Make exascale accessible

While it was possible to predict even in 2007 that we would one day achieve such power-saving processes and improved memory bandwidth, other trends would hardly have been foreseeable – for example the exploding demand for AI and machine learning. It wasn’t even a consideration then, and now it would be foolish to develop a high-performance computing system that was not at least partially optimized for machine learning problems.

“By 2023, we expect AI workloads to make up a third of the total HPC server market,” said Damkroger. “This AI-HPC convergence brings these two workloads together to solve problems faster and provide better insights.”

To that end, the Aurora system’s architecture is designed to be flexible while retaining the ability to speed up certain common operations, such as the type of matrix computations that make up a large part of certain machine learning tasks.

“But it’s not just about performance, it’s also about programmability,” she continued. “One of the big challenges with an Exacale machine is being able to write software for that machine. oneAPI will be a uniform programming model – it is based on an open standard from Open Parallel C ++, and that is the key to promoting its use in the community. “

Summit, currently the most powerful single computer system in the world, is very different from many of the system developers that developers are working on. If the developers of a new supercomputer want broad appeal, they have to bring it as close as possible to a “normal” computer.

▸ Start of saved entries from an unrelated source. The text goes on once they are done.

// App-level settings - persisted across sessions
use directories::ProjectDirs;
use rusqlite::{params, Connection, Result};
use std::path::{Path, PathBuf};

/// Recently opened video entry
#[derive(Debug, Clone)]
pub struct RecentVideo {
    pub id: i64,
    pub path: PathBuf,
    pub name: String,
    pub duration: f64,
    #[allow(dead_code)]
    pub last_opened: String,
}

/// App-level settings manager
pub struct AppSettings {
    conn: Connection,
}

impl AppSettings {
    /// Open or create the app settings database
    pub fn open() -> Result<Self> {
        let settings_path = Self::settings_path();

        // Create parent directory if needed
        if let Some(parent) = settings_path.parent() {
            let _ = std::fs::create_dir_all(parent);
        }

        let conn = Connection::open(&settings_path)?;

        // Enable WAL mode
        conn.pragma_update(None, "journal_mode", "WAL")?;

        let settings = Self { conn };
        settings.initialize_schema()?;

        Ok(settings)
    }

    /// Get the path to the settings database
    fn settings_path() -> PathBuf {
        if let Some(proj_dirs) = ProjectDirs::from("com", "filmstrip", "Filmstrip") {
            proj_dirs.config_dir().join("settings.db")
        } else {
            // Fallback to home directory
            std::env::var_os("HOME")
                .map(PathBuf::from)
                .unwrap_or_else(|| PathBuf::from("."))
                .join(".filmstrip-settings.db")
        }
    }

    /// Initialize database schema
    fn initialize_schema(&self) -> Result<()> {
        self.conn.execute_batch(
            r#"
            CREATE TABLE IF NOT EXISTS app_settings (
                key TEXT PRIMARY KEY,
                value TEXT NOT NULL
            );

            CREATE TABLE IF NOT EXISTS recent_videos (
                id INTEGER PRIMARY KEY AUTOINCREMENT,
                path TEXT UNIQUE NOT NULL,
                name TEXT NOT NULL,
                duration REAL NOT NULL DEFAULT 0,
                last_opened TEXT NOT NULL
            );

            CREATE INDEX IF NOT EXISTS idx_recent_videos_last_opened
                ON recent_videos(last_opened DESC);
            "#,
        )?;
        Ok(())
    }

    /// Get a setting value
    pub fn get(&self, key: &str) -> Option<String> {
        let mut stmt = self
            .conn
            .prepare("SELECT value FROM app_settings WHERE key = ?1")
            .ok()?;

        stmt.query_row(params![key], |row| row.get(0)).ok()
    }

    /// Set a setting value
    pub fn set(&self, key: &str, value: &str) -> Result<()> {
        self.conn.execute(
            "INSERT OR REPLACE INTO app_settings (key, value) VALUES (?1, ?2)",
            params![key, value],
        )?;
        Ok(())
    }

    /// Get the preferred strip height
    pub fn strip_height(&self) -> Option<f32> {
        self.get("strip_height").and_then(|v| v.parse().ok())
    }

    /// Set the preferred strip height
    pub fn set_strip_height(&self, height: f32) -> Result<()> {
        self.set("strip_height", &height.to_string())
    }

    /// Add or refresh a video in the recent list
    pub fn touch_recent(&self, path: &Path, name: &str, duration: f64) -> Result<()> {
        let path_str = path.display().to_string();
        let now = chrono::Utc::now().to_rfc3339();

        self.conn.execute(
            r#"
            INSERT INTO recent_videos (path, name, duration, last_opened)
            VALUES (?1, ?2, ?3, ?4)
            ON CONFLICT(path) DO UPDATE SET
                name = ?2,
                duration = ?3,
                last_opened = ?4
            "#,
            params![path_str, name, duration, now],
        )?;
        Ok(())
    }

    /// Get recent videos, most recently opened first
    pub fn recent_videos(&self) -> Result<Vec<RecentVideo>> {
        let mut stmt = self.conn.prepare(
            r#"
            SELECT id, path, name, duration, last_opened
            FROM recent_videos
            ORDER BY last_opened DESC
            LIMIT 10
            "#,
        )?;

        let entries = stmt.query_map([], |row| {
            let path_str: String = row.get(1)?;

            Ok(RecentVideo {
                id: row.get(0)?,
                path: PathBuf::from(path_str),
                name: row.get(2)?,
                duration: row.get(3)?,
                last_opened: row.get(4)?,
            })
        })?;

        entries.collect()
    }

    /// Remove a video from the recent list
    pub fn remove_recent(&self, id: i64) -> Result<()> {
        self.conn
            .execute("DELETE FROM recent_videos WHERE id = ?1", params![id])?;
        Ok(())
    }
}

“Getting x86-based packages to Summit is a challenge,” noted Stevens. “The big advantage for us is that this thing will basically run any software in existence since we have x86 nodes and Intel GPUs. It will run standard software, Linux software, and literally millions of apps. “

I asked about the costs involved, as with a system like this it is a mystery how a half a billion dollar budget is split up. Actually, I just thought it would be interesting to know how much of it flowed into the RAM compared to the processor cores, for example, or how many kilometers of cable they had to run through. Although both Stevens and Damkroger refused to comment, the former noted that “the backlink bandwidth on this machine is many times the total of the entire Internet, and it costs something”. Make it what you want.

Unlike its cousin El Capitan, Aurora is not used for weapons development at the Lawrence Livermore National Lab.

“Argonne is a science laboratory, and it’s an open, not classified, science,” said Stevens. “Our machine is a national user resource; We have people from all over the country using it. Much time is allocated through a process that is peer-reviewed and priced to account for the most interesting projects. About two-thirds are that, and the other third are Department of Energy items, but still unclassified issues. “

Initial work will be in the areas of climate science, chemistry, and data science, with 15 teams signed up for major projects on Aurora – details will be announced shortly.